With regards to the time required for the segmentation process, an average time reduction of 99.7% was obtained when comparing the automatic model with the manual segmentation methodology. As some errors and variability may exist in the final automatic masks, this result is over-optimistic, as in practice the reader has to visually validate the quality of all the segmentations provided by the automatic tool before introducing some corrections, if needed. A human-based visual validation of the masks is recommended to edit and adjust the automatic masks. In our study, this process of validation and correction of the automatic masks that needed adjustment reduced the time required for segmentation from scratch by 92.8%. Correction time was influenced by the intrinsic difficulty of segmentation of each tumor, as there were tumors easier to segment (e.g., more homogeneous, with sharper margins, without lymph nodes) that did not need corrections or required slight adjustments, while there were more challenging tumors with contrast variations close to organ borders and of similar appearance to surrounding structures that required more time to be corrected. Overall, the application of the automatic model results in a great leverage of the time required to perform the segmentation process, facilitating the workflow for radiologists.
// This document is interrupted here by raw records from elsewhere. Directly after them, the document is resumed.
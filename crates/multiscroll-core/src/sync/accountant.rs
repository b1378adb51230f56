//! Cumulative group displacement and its resolution into an item anchor.

use serde::Serialize;
use thiserror::Error;

/// Item at the viewport start and how far it has been scrolled past
#[derive(Debug, Clone, Copy, Default, PartialEq, Eq, Serialize)]
pub struct Anchor {
    pub position: usize,
    /// Pixels of `position` already scrolled out of view, always smaller
    /// than the item's size
    pub offset: u32,
}

#[derive(Error, Debug, Clone, PartialEq, Eq)]
pub enum AlignError {
    #[error("displacement {0} precedes the first item")]
    NegativeDisplacement(i64),

    #[error("no size known for position {position} with {remaining}px left to resolve")]
    UnknownExtent { position: usize, remaining: i64 },
}

/// Resolve `displacement` into an [`Anchor`], walking item sizes from
/// position 0.
///
/// Only displacements inside the extent covered by known sizes resolve; the
/// walk stops with [`AlignError::UnknownExtent`] at the first unknown size it
/// needs.
pub fn resolve_anchor<F>(displacement: i64, size_at: F) -> Result<Anchor, AlignError>
where
    F: Fn(usize) -> Option<u32>,
{
    if displacement < 0 {
        return Err(AlignError::NegativeDisplacement(displacement));
    }

    let mut remaining = displacement;
    let mut position = 0;
    while remaining > 0 {
        let size = size_at(position).ok_or(AlignError::UnknownExtent {
            position,
            remaining,
        })? as i64;
        if size > remaining {
            break;
        }
        remaining -= size;
        position += 1;
    }

    Ok(Anchor {
        position,
        offset: remaining as u32,
    })
}

/// [`resolve_anchor`] for items that all share `size`, without the walk
pub fn resolve_uniform(displacement: i64, size: u32) -> Result<Anchor, AlignError> {
    if displacement < 0 {
        return Err(AlignError::NegativeDisplacement(displacement));
    }
    if displacement == 0 {
        return Ok(Anchor::default());
    }
    if size == 0 {
        return Err(AlignError::UnknownExtent {
            position: 0,
            remaining: displacement,
        });
    }

    let size = size as i64;
    Ok(Anchor {
        position: (displacement / size) as usize,
        offset: (displacement % size) as u32,
    })
}

/// Tracks the total distance the group has scrolled
#[derive(Debug, Clone, Copy, Default)]
pub struct Accountant {
    displacement: i64,
}

impl Accountant {
    pub fn new() -> Self {
        Self::default()
    }

    #[inline]
    pub fn displacement(&self) -> i64 {
        self.displacement
    }

    /// Account for a delta accepted from the driver
    #[inline]
    pub fn advance(&mut self, delta: i32) {
        self.displacement += delta as i64;
    }
}

#[cfg(test)]
mod tests {
    use super::*;

    fn uniform(size: u32) -> impl Fn(usize) -> Option<u32> {
        move |_| Some(size)
    }

    fn listed(sizes: &[u32]) -> impl Fn(usize) -> Option<u32> + '_ {
        move |position| sizes.get(position).copied()
    }

    #[test]
    fn test_zero_displacement() {
        assert_eq!(resolve_anchor(0, |_| None), Ok(Anchor::default()));
    }

    #[test]
    fn test_uniform_division() {
        for (displacement, position, offset) in [(120, 2, 20), (100, 2, 0), (49, 0, 49), (50, 1, 0)] {
            assert_eq!(
                resolve_anchor(displacement, uniform(50)),
                Ok(Anchor { position, offset }),
                "displacement {}",
                displacement
            );
        }
    }

    #[test]
    fn test_variable_sizes() {
        let sizes = [30, 10, 60, 25];
        assert_eq!(
            resolve_anchor(45, listed(&sizes)),
            Ok(Anchor {
                position: 2,
                offset: 5
            })
        );
        assert_eq!(
            resolve_anchor(100, listed(&sizes)),
            Ok(Anchor {
                position: 3,
                offset: 0
            })
        );
    }

    #[test]
    fn test_zero_width_items_are_stepped_over() {
        let sizes = [10, 0, 0, 10, 10];
        assert_eq!(
            resolve_anchor(15, listed(&sizes)),
            Ok(Anchor {
                position: 3,
                offset: 5
            })
        );
        // Lands exactly on the boundary before the zero-width run
        assert_eq!(
            resolve_anchor(10, listed(&sizes)),
            Ok(Anchor {
                position: 1,
                offset: 0
            })
        );
    }

    #[test]
    fn test_unknown_extent() {
        let sizes = [10, 10];
        assert_eq!(
            resolve_anchor(25, listed(&sizes)),
            Err(AlignError::UnknownExtent {
                position: 2,
                remaining: 5
            })
        );
    }

    #[test]
    fn test_negative_displacement() {
        assert_eq!(
            resolve_anchor(-1, uniform(50)),
            Err(AlignError::NegativeDisplacement(-1))
        );
    }

    #[test]
    fn test_accountant_tracks_signed_deltas() {
        let mut accountant = Accountant::new();
        accountant.advance(120);
        accountant.advance(-30);
        assert_eq!(accountant.displacement(), 90);
        assert_eq!(
            resolve_anchor(accountant.displacement(), uniform(50)),
            Ok(Anchor {
                position: 1,
                offset: 40
            })
        );
    }

    #[test]
    fn test_uniform_matches_walk() {
        for displacement in [0, 1, 49, 50, 120, 9_999] {
            assert_eq!(
                resolve_uniform(displacement, 50),
                resolve_anchor(displacement, uniform(50)),
                "displacement {}",
                displacement
            );
        }
        assert_eq!(
            resolve_uniform(-5, 50),
            Err(AlignError::NegativeDisplacement(-5))
        );
        assert_eq!(
            resolve_uniform(30, 0),
            Err(AlignError::UnknownExtent {
                position: 0,
                remaining: 30
            })
        );
        assert_eq!(resolve_uniform(0, 0), Ok(Anchor::default()));
    }

    #[test]
    fn test_uniform_large_displacement() {
        assert_eq!(
            resolve_uniform(2_000_000_001, 1),
            Ok(Anchor {
                position: 2_000_000_001,
                offset: 0
            })
        );
        assert_eq!(
            resolve_uniform(i64::MAX, 1 << 20),
            Ok(Anchor {
                position: (i64::MAX >> 20) as usize,
                offset: (1 << 20) - 1
            })
        );
    }
}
In addition, the human-based analysis of the masks performed by the net is useful to gain insights and correct for potential human mistakes and biases/outliers within the data set, which could be used to retrain the model, increasing the model’s overall accuracy and robustness.
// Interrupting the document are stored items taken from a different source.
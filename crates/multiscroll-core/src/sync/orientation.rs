//! Axis helpers for [`Orientation`].

pub use crate::config::Orientation;

/// Extension trait mapping two-dimensional deltas and sizes onto the scroll axis
pub trait OrientationExt {
    /// Component of a `(dx, dy)` delta along the scroll axis
    fn along(&self, dx: i32, dy: i32) -> i32;

    /// Axis-aligned `(dx, dy)` for a delta along the scroll axis
    fn split(&self, delta: i32) -> (i32, i32);

    /// Extent of a `width x height` box along the scroll axis
    fn extent(&self, width: u32, height: u32) -> u32;
}

impl OrientationExt for Orientation {
    #[inline]
    fn along(&self, dx: i32, dy: i32) -> i32 {
        match self {
            Orientation::Horizontal => dx,
            Orientation::Vertical => dy,
        }
    }

    #[inline]
    fn split(&self, delta: i32) -> (i32, i32) {
        match self {
            Orientation::Horizontal => (delta, 0),
            Orientation::Vertical => (0, delta),
        }
    }

    #[inline]
    fn extent(&self, width: u32, height: u32) -> u32 {
        match self {
            Orientation::Horizontal => width,
            Orientation::Vertical => height,
        }
    }
}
There are some limitations to this study. Segmentations were performed only by two observers, so it may only represent a fraction of the full range of inter-observer variability and may not be enough to establish a reference standard. Furthermore, both were experienced radiologists, as previous medical knowledge and expertise are assumed to contour highly heterogeneous neuroblastic tumors. Therefore, manual segmentations performed by other users (less experienced radiologists, other clinical users, non-medical staff) are expected to encounter higher inter-observer variability. Another potential limitation is that tumors may associate extensive lymph nodes or can present contact with them, making their differentiation difficult in some cases, which, as we have proved, can lead to errors in the segmentation performed by the net. Finally, as has been pointed out, the mask that is considered to be the ground truth may itself have some errors that are associated intrinsically with the manual segmentation process, and the comparison of the nnU-Net results was performed with the segmentations done by a single radiologist.